■ Exercise objective
Find the word "records" in the listing. Copy out each line where it occurs.

—————

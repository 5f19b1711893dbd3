//! 对话脚本：每关拉取一次，本次访问内不可变

use serde::{Deserialize, Serialize};

/// 说话方
#[derive(Clone, Copy, Debug, PartialEq, Eq, Serialize, Deserialize)]
#[serde(rename_all = "lowercase")]
pub enum Speaker {
    Npc,
    Player,
}

/// 一句台词
#[derive(Clone, Debug, PartialEq, Eq, Serialize, Deserialize)]
pub struct Line {
    pub speaker: Speaker,
    pub text: String,
    #[serde(default, skip_serializing_if = "Option::is_none")]
    pub character_name: Option<String>,
    #[serde(default, skip_serializing_if = "Option::is_none")]
    pub character_title: Option<String>,
    /// 这句台词揭示了钥匙词
    #[serde(default)]
    pub gives_key: bool,
}

impl Line {
    pub fn npc(text: impl Into<String>) -> Self {
        Self {
            speaker: Speaker::Npc,
            text: text.into(),
            character_name: None,
            character_title: None,
            gives_key: false,
        }
    }

    pub fn player(text: impl Into<String>) -> Self {
        Self {
            speaker: Speaker::Player,
            ..Self::npc(text)
        }
    }

    pub fn with_character(mut self, name: impl Into<String>, title: impl Into<String>) -> Self {
        self.character_name = Some(name.into());
        self.character_title = Some(title.into());
        self
    }

    pub fn revealing_key(mut self) -> Self {
        self.gives_key = true;
        self
    }

    pub fn is_player(&self) -> bool {
        self.speaker == Speaker::Player
    }
}

/// NPC 展示信息：取第一句 NPC 台词上的名字与头衔
#[derive(Clone, Debug, PartialEq, Eq)]
pub struct NpcMeta {
    pub name: String,
    pub title: String,
}

impl Default for NpcMeta {
    fn default() -> Self {
        Self {
            name: "Guide".to_string(),
            title: String::new(),
        }
    }
}

/// 对话脚本
#[derive(Clone, Debug, Default, PartialEq, Eq)]
pub struct DialogueScript {
    lines: Vec<Line>,
    npc: NpcMeta,
}

impl DialogueScript {
    pub fn new(lines: Vec<Line>) -> Self {
        let npc = lines
            .iter()
            .find(|l| l.speaker == Speaker::Npc)
            .map(|l| NpcMeta {
                name: l
                    .character_name
                    .clone()
                    .filter(|n| !n.is_empty())
                    .unwrap_or_else(|| NpcMeta::default().name),
                title: l.character_title.clone().unwrap_or_default(),
            })
            .unwrap_or_default();
        Self { lines, npc }
    }

    pub fn lines(&self) -> &[Line] {
        &self.lines
    }

    pub fn get(&self, index: usize) -> Option<&Line> {
        self.lines.get(index)
    }

    pub fn len(&self) -> usize {
        self.lines.len()
    }

    pub fn is_empty(&self) -> bool {
        self.lines.is_empty()
    }

    pub fn is_last(&self, index: usize) -> bool {
        index + 1 >= self.lines.len()
    }

    pub fn npc(&self) -> &NpcMeta {
        &self.npc
    }

    /// 当前行的说话人标签：玩家为 "You"，否则为 NPC 名
    pub fn speaker_label(&self, line: &Line) -> String {
        if line.is_player() {
            "You".to_string()
        } else {
            self.npc.name.clone()
        }
    }
}
//! 进度快照与派生集合
//!
//! 解锁集合与完成集合都是最新快照上的纯函数；快照整体替换，从不就地修补。

use std::collections::HashSet;

use serde::{Deserialize, Serialize};

use super::level::LevelId;

/// 单个关卡的完成情况
#[derive(Clone, Debug, PartialEq, Eq, Serialize, Deserialize)]
pub struct LevelProgress {
    pub id: LevelId,
    #[serde(default)]
    pub completed: bool,
}

/// 进度契约的响应
#[derive(Clone, Debug, Default, PartialEq, Eq, Serialize, Deserialize)]
pub struct ProgressSnapshot {
    #[serde(default)]
    pub levels: Vec<LevelProgress>,
    /// 缺省按 1 处理（只解锁第一关）
    #[serde(default)]
    pub next_unlocked_level_number: Option<u32>,
}

impl ProgressSnapshot {
    /// 解锁上界：序号 1..=bound 均已解锁，缺省与 0 都按 1 处理
    pub fn unlock_bound(&self) -> u32 {
        self.next_unlocked_level_number.unwrap_or(1).max(1)
    }

    pub fn is_unlocked(&self, order_index: u32) -> bool {
        (1..=self.unlock_bound()).contains(&order_index)
    }

    /// 完成集合：标记为 completed 的关卡 ID
    pub fn completed_ids(&self) -> HashSet<LevelId> {
        self.levels
            .iter()
            .filter(|l| l.completed)
            .map(|l| l.id)
            .collect()
    }
}

/// 快照及其派生数据，总是一起构建
#[derive(Clone, Debug)]
pub(crate) struct DerivedProgress {
    pub snapshot: ProgressSnapshot,
    pub unlock_bound: u32,
    pub completed: HashSet<LevelId>,
}

impl DerivedProgress {
    pub fn is_unlocked(&self, order_index: u32) -> bool {
        (1..=self.unlock_bound).contains(&order_index)
    }
}

impl From<ProgressSnapshot> for DerivedProgress {
    fn from(snapshot: ProgressSnapshot) -> Self {
        Self {
            unlock_bound: snapshot.unlock_bound(),
            completed: snapshot.completed_ids(),
            snapshot,
        }
    }
}
//! 游戏编排器：主控循环
//!
//! 一个后台任务独占 Navigator、Narrator、会话上下文、后端句柄与定时器调度器；
//! 从三个通道（用户命令、定时器到期、后端响应）取事件，逐个处理到底再取下一个，
//! 每处理完一个事件就把投影后的 UiState 发到 watch 通道。

use std::collections::{HashMap, HashSet};
use std::sync::Arc;
use std::time::Duration;

use tokio::sync::{mpsc, watch};
use tokio::task::JoinHandle;

use crate::api::GameBackend;
use crate::config::AppConfig;
use crate::core::error::GameError;
use crate::core::session::SessionContext;
use crate::core::state::UiState;
use crate::core::timer::{Scheduler, TimerFired, TimerKind, TokioScheduler};
use crate::narrator::{
    DialogueRequest, Line, Narrator, NarratorTiming, SubmitCall, SubmitKeyResponse, VisitId,
};
use crate::navigator::{
    build_deck, Direction, Level, LevelId, LevelSelected, LevelSummary, Navigator,
    ProgressSnapshot, SelectRejected,
};

/// 从 UI 发往编排器的用户命令
#[derive(Debug, Clone, PartialEq, Eq)]
pub enum Command {
    /// 翻开封面
    OpenBook,
    FlipNext,
    FlipPrev,
    /// 进入右页的关卡
    EnterLevel,
    /// 按 ID 进入关卡
    SelectLevel(LevelId),
    /// 对话「下一步」
    Next,
    /// 从钥匙输入回顾对话
    ReviewChat,
    KeyInput(char),
    KeyBackspace,
    SetKey(String),
    SubmitKey,
    /// 离开关卡回到书页
    BackToBook,
    /// 完成后继续（下一关或回到书页）
    Continue,
    /// 重新拉取关卡列表与进度
    Refresh,
    /// 退出应用
    Quit,
}

/// 后端响应，回送到主循环
#[derive(Debug)]
enum BackendEvent {
    Levels(Result<Vec<LevelSummary>, GameError>),
    Progress {
        result: Result<ProgressSnapshot, GameError>,
        then_enter: Option<LevelId>,
    },
    Dialogue {
        visit: VisitId,
        result: Result<Vec<Line>, GameError>,
    },
    Submitted {
        visit: VisitId,
        result: Result<SubmitKeyResponse, GameError>,
    },
}

/// 编排器参数
#[derive(Debug, Clone)]
pub struct GameOptions {
    pub flip: Duration,
    pub narrator: NarratorTiming,
    pub images: HashMap<u32, String>,
}

impl GameOptions {
    pub fn from_config(cfg: &AppConfig) -> Self {
        Self {
            flip: cfg.timing.flip(),
            narrator: cfg.timing.narrator(),
            images: cfg.assets.image_map(),
        }
    }
}

impl Default for GameOptions {
    fn default() -> Self {
        Self::from_config(&AppConfig::default())
    }
}

/// 主循环持有的全部状态
struct Game {
    navigator: Navigator,
    narrator: Option<Narrator>,
    session: SessionContext,
    backend: Arc<dyn GameBackend>,
    sched: TokioScheduler,
    events: mpsc::UnboundedSender<BackendEvent>,
    options: GameOptions,
    notice: Option<String>,
    /// 离开关卡时仍在途的提交；服务端结果到达后仍需同步积分
    orphaned_submits: HashSet<VisitId>,
}

impl Game {
    fn snapshot(&self) -> UiState {
        UiState::project(
            &self.navigator,
            self.narrator.as_ref(),
            &self.session,
            self.notice.clone(),
        )
    }

    fn in_level(&self) -> bool {
        self.narrator.as_ref().is_some_and(|n| !n.is_closed())
    }

    fn fetch_levels(&self) {
        let backend = self.backend.clone();
        let tx = self.events.clone();
        tokio::spawn(async move {
            let result = backend.list_levels().await;
            let _ = tx.send(BackendEvent::Levels(result));
        });
    }

    fn fetch_progress(&self, then_enter: Option<LevelId>) {
        let backend = self.backend.clone();
        let tx = self.events.clone();
        let user_id = self.session.user_id();
        tokio::spawn(async move {
            let result = backend.get_progress(user_id).await;
            let _ = tx.send(BackendEvent::Progress { result, then_enter });
        });
    }

    fn fetch_dialogue(&self, req: DialogueRequest) {
        let backend = self.backend.clone();
        let tx = self.events.clone();
        tokio::spawn(async move {
            let result = backend.get_dialogue(req.level_id).await;
            let _ = tx.send(BackendEvent::Dialogue {
                visit: req.visit,
                result,
            });
        });
    }

    fn send_submission(&self, call: SubmitCall) {
        let backend = self.backend.clone();
        let tx = self.events.clone();
        tokio::spawn(async move {
            let result = backend.submit_key(call.level_id, &call.request).await;
            let _ = tx.send(BackendEvent::Submitted {
                visit: call.visit,
                result,
            });
        });
    }

    /// 进入关卡：已有 Narrator 时切换目标，否则新建；随后拉取对话
    fn enter_level(&mut self, level: Level) {
        self.notice = None;
        let req = match self.narrator.as_mut().filter(|n| !n.is_closed()) {
            Some(narrator) => narrator.retarget(level, &mut self.sched),
            None => {
                let narrator = Narrator::new(level, self.options.narrator);
                let req = narrator.dialogue_request();
                self.narrator = Some(narrator);
                req
            }
        };
        self.fetch_dialogue(req);
    }

    fn select(&mut self, result: Result<LevelSelected, SelectRejected>) {
        match result {
            Ok(selected) => self.enter_level(selected.level),
            Err(SelectRejected::Locked) => {
                self.notice = Some("This level is still locked.".to_string());
            }
            Err(reason) => tracing::debug!(?reason, "level selection ignored"),
        }
    }

    /// 卸载 Narrator 回到书页
    fn leave_level(&mut self) -> Option<LevelId> {
        let narrator = self.narrator.as_mut()?;
        let next = narrator.outcome().and_then(|o| o.next_level_id);
        if narrator.submitting() {
            tracing::debug!(visit = ?narrator.visit(), "leaving level with submission in flight");
            self.orphaned_submits.insert(narrator.visit());
        }
        narrator.teardown(&mut self.sched);
        self.narrator = None;
        next
    }

    /// 处理一个用户命令；返回 false 表示退出
    fn handle_command(&mut self, cmd: Command) -> bool {
        tracing::debug!(?cmd, "command");
        if self.in_level() {
            self.level_command(cmd)
        } else {
            self.book_command(cmd)
        }
    }

    fn book_command(&mut self, cmd: Command) -> bool {
        match cmd {
            Command::OpenBook => self.navigator.open(),
            Command::FlipNext => {
                self.notice = None;
                self.navigator.request_flip(Direction::Next, &mut self.sched);
            }
            Command::FlipPrev => {
                self.notice = None;
                self.navigator.request_flip(Direction::Prev, &mut self.sched);
            }
            Command::EnterLevel => {
                let result = self.navigator.select_current();
                self.select(result);
            }
            Command::SelectLevel(id) => {
                let result = self.navigator.select_level(id);
                self.select(result);
            }
            Command::Refresh => {
                self.fetch_levels();
                self.fetch_progress(None);
            }
            Command::Quit => return false,
            other => tracing::debug!(cmd = ?other, "command not valid on book screen"),
        }
        true
    }

    fn level_command(&mut self, cmd: Command) -> bool {
        let Some(narrator) = self.narrator.as_mut() else {
            return true;
        };
        match cmd {
            Command::Next => {
                narrator.handle_next(&mut self.sched);
            }
            Command::ReviewChat => {
                narrator.review_chat(&mut self.sched);
            }
            Command::KeyInput(c) => narrator.push_key_char(c),
            Command::KeyBackspace => narrator.pop_key_char(),
            Command::SetKey(key) => narrator.set_key(key),
            Command::SubmitKey => {
                if let Some(call) = narrator.submit_key(&self.session, &mut self.sched) {
                    self.send_submission(call);
                }
            }
            Command::BackToBook => {
                self.leave_level();
                self.fetch_progress(None);
            }
            Command::Continue => {
                if narrator.outcome().is_none() {
                    return true;
                }
                let next = self.leave_level();
                tracing::info!(next_level_id = ?next, "level complete, returning to book");
                self.fetch_progress(next);
            }
            Command::Quit => return false,
            other => tracing::debug!(cmd = ?other, "command not valid on level screen"),
        }
        true
    }

    fn handle_timer(&mut self, fired: TimerFired) {
        self.sched.retire(fired.id);
        match fired.kind {
            TimerKind::FlipComplete => {
                self.navigator.on_timer(&fired);
            }
            TimerKind::TypingReveal | TimerKind::ShakeStart | TimerKind::ShakeReset => {
                if let Some(narrator) = self.narrator.as_mut() {
                    narrator.on_timer(&fired, &mut self.sched);
                }
            }
        }
    }

    fn handle_backend(&mut self, event: BackendEvent) {
        match event {
            BackendEvent::Levels(Ok(summaries)) => {
                let deck = build_deck(summaries, &self.options.images);
                self.navigator.set_levels(deck, &mut self.sched);
            }
            BackendEvent::Levels(Err(e)) => {
                tracing::warn!(error = %e, "failed to load levels, keeping previous deck");
            }
            BackendEvent::Progress { result, then_enter } => {
                match result {
                    Ok(snapshot) => self.navigator.apply_progress(snapshot),
                    Err(e) => tracing::warn!(error = %e, "failed to load progress, keeping previous snapshot"),
                }
                // 服务端已给出下一关，且玩家仍停留在书页时直接进入
                if let Some(id) = then_enter {
                    if self.in_level() {
                        return;
                    }
                    match self.navigator.find(id).cloned() {
                        Some(level) => self.enter_level(level),
                        None => tracing::debug!(level_id = id, "next level not in deck"),
                    }
                }
            }
            BackendEvent::Dialogue { visit, result } => {
                if let Some(narrator) = self.narrator.as_mut() {
                    narrator.on_script(visit, result, &mut self.sched);
                }
            }
            BackendEvent::Submitted { visit, result } => {
                if self.orphaned_submits.remove(&visit) {
                    self.on_orphaned_submit(result);
                } else if let Some(narrator) = self.narrator.as_mut() {
                    narrator.on_submit_result(visit, result, &mut self.session, &mut self.sched);
                }
            }
        }
    }

    /// 关卡已卸载后到达的提交结果：服务端已记账，只同步积分与进度
    fn on_orphaned_submit(&mut self, result: Result<SubmitKeyResponse, GameError>) {
        match result {
            Ok(resp) if resp.correct => {
                if let Some(credits) = resp.new_credits {
                    self.session.set_credits(credits);
                }
                tracing::info!(credits = self.session.credits(), "late key acceptance applied");
                self.fetch_progress(None);
            }
            Ok(_) => tracing::debug!("late key rejection dropped"),
            Err(e) => tracing::debug!(error = %e, "late submission failure dropped"),
        }
    }

    /// 退出：卸载两台状态机，取消所有定时器
    fn teardown(&mut self) {
        self.leave_level();
        self.navigator.teardown(&mut self.sched);
        self.sched.shutdown();
        tracing::info!("game torn down");
    }
}

/// 创建游戏运行时：返回命令发送端、状态接收端与主循环句柄。
/// 后台任务先拉取关卡与进度，然后消费命令、定时器与后端响应并更新状态。
pub fn create_game(
    backend: Arc<dyn GameBackend>,
    session: SessionContext,
    options: GameOptions,
) -> (
    mpsc::UnboundedSender<Command>,
    watch::Receiver<UiState>,
    JoinHandle<()>,
) {
    let (cmd_tx, mut cmd_rx) = mpsc::unbounded_channel::<Command>();
    let (sched, mut timer_rx) = TokioScheduler::new();
    let (event_tx, mut event_rx) = mpsc::unbounded_channel::<BackendEvent>();

    let mut game = Game {
        navigator: Navigator::new(options.flip),
        narrator: None,
        session,
        backend,
        sched,
        events: event_tx,
        options,
        notice: None,
        orphaned_submits: HashSet::new(),
    };
    let (state_tx, state_rx) = watch::channel(game.snapshot());

    let handle = tokio::spawn(async move {
        game.fetch_levels();
        game.fetch_progress(None);

        loop {
            tokio::select! {
                maybe_cmd = cmd_rx.recv() => {
                    let Some(cmd) = maybe_cmd else {
                        tracing::debug!("command channel closed");
                        break;
                    };
                    if !game.handle_command(cmd) {
                        break;
                    }
                }
                Some(fired) = timer_rx.recv() => game.handle_timer(fired),
                Some(event) = event_rx.recv() => game.handle_backend(event),
                else => {
                    tracing::error!("all game channels closed unexpectedly");
                    break;
                }
            }
            let _ = state_tx.send(game.snapshot());
        }

        game.teardown();
        let mut last = game.snapshot();
        last.quitting = true;
        let _ = state_tx.send(last);
    });

    (cmd_tx, state_rx, handle)
}
//! Background eviction of finished job records.

use std::sync::Arc;
use std::time::Duration;

use tokio::sync::watch;
use tokio::time::interval;
use tracing::{debug, info};

use crate::store::JobStore;

/// Periodically drops terminal records older than the configured TTL.
pub struct JobSweeper {
    store: Arc<dyn JobStore>,
    ttl: Duration,
    interval: Duration,
}

impl JobSweeper {
    pub fn new(store: Arc<dyn JobStore>, ttl: Duration, interval: Duration) -> Self {
        Self {
            store,
            ttl,
            interval,
        }
    }

    /// Run until `shutdown` flips to `true`.
    pub async fn run(self, mut shutdown: watch::Receiver<bool>) {
        info!(
            "Starting job sweeper (ttl: {:?}, interval: {:?})",
            self.ttl, self.interval
        );

        let mut ticker = interval(self.interval);
        loop {
            tokio::select! {
                _ = ticker.tick() => {
                    self.sweep_once().await;
                }
                changed = shutdown.changed() => {
                    if changed.is_err() || *shutdown.borrow() {
                        info!("Job sweeper stopped");
                        break;
                    }
                }
            }
        }
    }

    /// Single eviction pass. Returns the number of evicted records.
    pub async fn sweep_once(&self) -> usize {
        let ttl = chrono::Duration::from_std(self.ttl)
            .unwrap_or_else(|_| chrono::Duration::days(36_500));
        let evicted = self.store.evict_expired(chrono::Utc::now(), ttl).await;
        if evicted > 0 {
            info!("Evicted {} finished jobs", evicted);
        } else {
            debug!("Job sweep found nothing to evict");
        }
        evicted
    }
}
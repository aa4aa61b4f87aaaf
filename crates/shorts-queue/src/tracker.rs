//! Job tracker: the single owner of job record lifecycle.

use std::sync::Arc;

use tracing::{debug, info, warn};

use shorts_models::{
    CompletedScene, JobId, JobRecord, JobSubmission, ProgressEvent, SubmitJobRequest,
};

use crate::error::{QueueError, QueueResult};
use crate::progress::JobProgressSink;
use crate::queue::JobQueue;
use crate::store::JobStore;

/// Maps job ids to records and feeds accepted submissions to the pool.
#[derive(Clone)]
pub struct JobTracker {
    store: Arc<dyn JobStore>,
    queue: JobQueue,
}

impl JobTracker {
    pub fn new(store: Arc<dyn JobStore>, queue: JobQueue) -> Self {
        Self { store, queue }
    }

    /// Register a queued record and hand the submission to the pool.
    ///
    /// If the queue refuses the submission the record is removed again, so a
    /// refused job is never visible to status polling.
    pub async fn submit(&self, request: SubmitJobRequest) -> QueueResult<JobRecord> {
        let job_id = JobId::new();
        let record = JobRecord::new(job_id.as_str());
        self.store.insert(record.clone()).await?;

        let mode = request.mode.as_str();
        if let Err(e) = self.queue.try_enqueue(JobSubmission::new(job_id.clone(), request)) {
            self.store.remove(job_id.as_str()).await;
            warn!(job_id = %job_id, "Submission refused: {}", e);
            return Err(e);
        }

        info!(job_id = %job_id, mode = %mode, "Job submitted");
        Ok(record)
    }

    /// Latest snapshot of a job.
    pub async fn get_status(&self, job_id: &str) -> QueueResult<JobRecord> {
        self.store
            .get(job_id)
            .await
            .ok_or_else(|| QueueError::not_found(job_id))
    }

    /// Forget a job. A running pipeline keeps going, but its later
    /// updates are discarded.
    pub async fn delete(&self, job_id: &str) -> QueueResult<JobRecord> {
        let removed = self
            .store
            .remove(job_id)
            .await
            .ok_or_else(|| QueueError::not_found(job_id))?;
        info!(job_id = %job_id, status = %removed.status, "Job deleted");
        Ok(removed)
    }

    /// Jobs queued or processing.
    pub async fn active_count(&self) -> usize {
        self.store.count_active().await
    }

    /// Move a job from queued to processing. Returns `false` if the record
    /// is gone or was not queued; the caller must then skip the job.
    pub async fn mark_processing(&self, job_id: &str) -> bool {
        self.mutate(job_id, Box::new(|r| r.start_processing())).await
    }

    pub async fn apply_progress(&self, job_id: &str, event: ProgressEvent) -> bool {
        self.mutate(job_id, Box::new(move |r| r.apply_progress(&event)))
            .await
    }

    pub async fn complete(&self, job_id: &str, videos: Vec<CompletedScene>) -> bool {
        self.mutate(job_id, Box::new(move |r| r.complete(videos))).await
    }

    pub async fn fail(&self, job_id: &str, error: impl Into<String>) -> bool {
        let error = error.into();
        self.mutate(job_id, Box::new(move |r| r.fail(error))).await
    }

    /// Progress sink bound to one job.
    pub fn progress_sink(&self, job_id: impl Into<String>) -> JobProgressSink {
        JobProgressSink::new(job_id, self.clone())
    }

    pub fn store(&self) -> &Arc<dyn JobStore> {
        &self.store
    }

    pub fn queue(&self) -> &JobQueue {
        &self.queue
    }

    async fn mutate(&self, job_id: &str, mutation: crate::store::RecordMutation) -> bool {
        match self.store.update(job_id, mutation).await {
            Ok(changed) => changed,
            Err(QueueError::JobNotFound(_)) => {
                debug!(job_id = %job_id, "Dropping update for deleted job");
                false
            }
            Err(e) => {
                warn!(job_id = %job_id, "Job update failed: {}", e);
                false
            }
        }
    }
}

#[cfg(test)]
mod tests {
    use super::*;
    use crate::store::MemoryJobStore;
    use shorts_models::JobStatus;

    fn tracker(capacity: usize) -> (JobTracker, crate::queue::JobReceiver) {
        let (queue, rx) = JobQueue::bounded(capacity);
        (JobTracker::new(Arc::new(MemoryJobStore::new()), queue), rx)
    }

    #[tokio::test]
    async fn test_submit_creates_queued_record() {
        let (tracker, mut rx) = tracker(4);
        let record = tracker.submit(SubmitJobRequest::idea("a fox")).await.unwrap();

        assert_eq!(record.status, JobStatus::Queued);
        assert_eq!(record.progress, 0);
        let stored = tracker.get_status(&record.job_id).await.unwrap();
        assert_eq!(stored.job_id, record.job_id);

        let submission = rx.recv().await.unwrap();
        assert_eq!(submission.job_id.as_str(), record.job_id);
    }

    #[tokio::test]
    async fn test_refused_submission_leaves_no_record() {
        let (tracker, _rx) = tracker(1);
        tracker.submit(SubmitJobRequest::idea("one")).await.unwrap();

        let err = tracker.submit(SubmitJobRequest::idea("two")).await.unwrap_err();
        assert!(err.is_backpressure());
        assert_eq!(tracker.store().len().await, 1);
    }

    #[tokio::test]
    async fn test_unknown_job_is_not_found() {
        let (tracker, _rx) = tracker(1);
        assert_eq!(
            tracker.get_status("nope").await.unwrap_err(),
            QueueError::not_found("nope")
        );
        assert!(tracker.delete("nope").await.is_err());
    }

    #[tokio::test]
    async fn test_updates_after_delete_are_dropped() {
        let (tracker, _rx) = tracker(2);
        let record = tracker.submit(SubmitJobRequest::idea("x")).await.unwrap();
        assert!(tracker.mark_processing(&record.job_id).await);

        tracker.delete(&record.job_id).await.unwrap();
        assert!(!tracker.complete(&record.job_id, Vec::new()).await);
        assert!(tracker.get_status(&record.job_id).await.is_err());
    }

    #[tokio::test]
    async fn test_lifecycle_and_active_count() {
        let (tracker, _rx) = tracker(4);
        let a = tracker.submit(SubmitJobRequest::idea("a")).await.unwrap();
        let b = tracker.submit(SubmitJobRequest::idea("b")).await.unwrap();
        assert_eq!(tracker.active_count().await, 2);

        assert!(tracker.mark_processing(&a.job_id).await);
        assert!(!tracker.mark_processing(&a.job_id).await);
        assert!(tracker.apply_progress(&a.job_id, ProgressEvent::scene_started(1, 2)).await);
        assert!(tracker.complete(&a.job_id, Vec::new()).await);
        assert!(tracker.fail(&b.job_id, "parse error").await);
        assert_eq!(tracker.active_count().await, 0);

        let a = tracker.get_status(&a.job_id).await.unwrap();
        assert_eq!(a.status, JobStatus::Completed);
        assert_eq!(a.progress, 100);

        let b = tracker.get_status(&b.job_id).await.unwrap();
        assert_eq!(b.error.as_deref(), Some("parse error"));
        assert!(!tracker.complete(&b.job_id, Vec::new()).await);
    }
}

—————

■ Problem solution
//! Background eviction of finished job records.
/// Periodically drops terminal records older than the configured TTL.
    /// Single eviction pass. Returns the number of evicted records.
/// Maps job ids to records and feeds accepted submissions to the pool.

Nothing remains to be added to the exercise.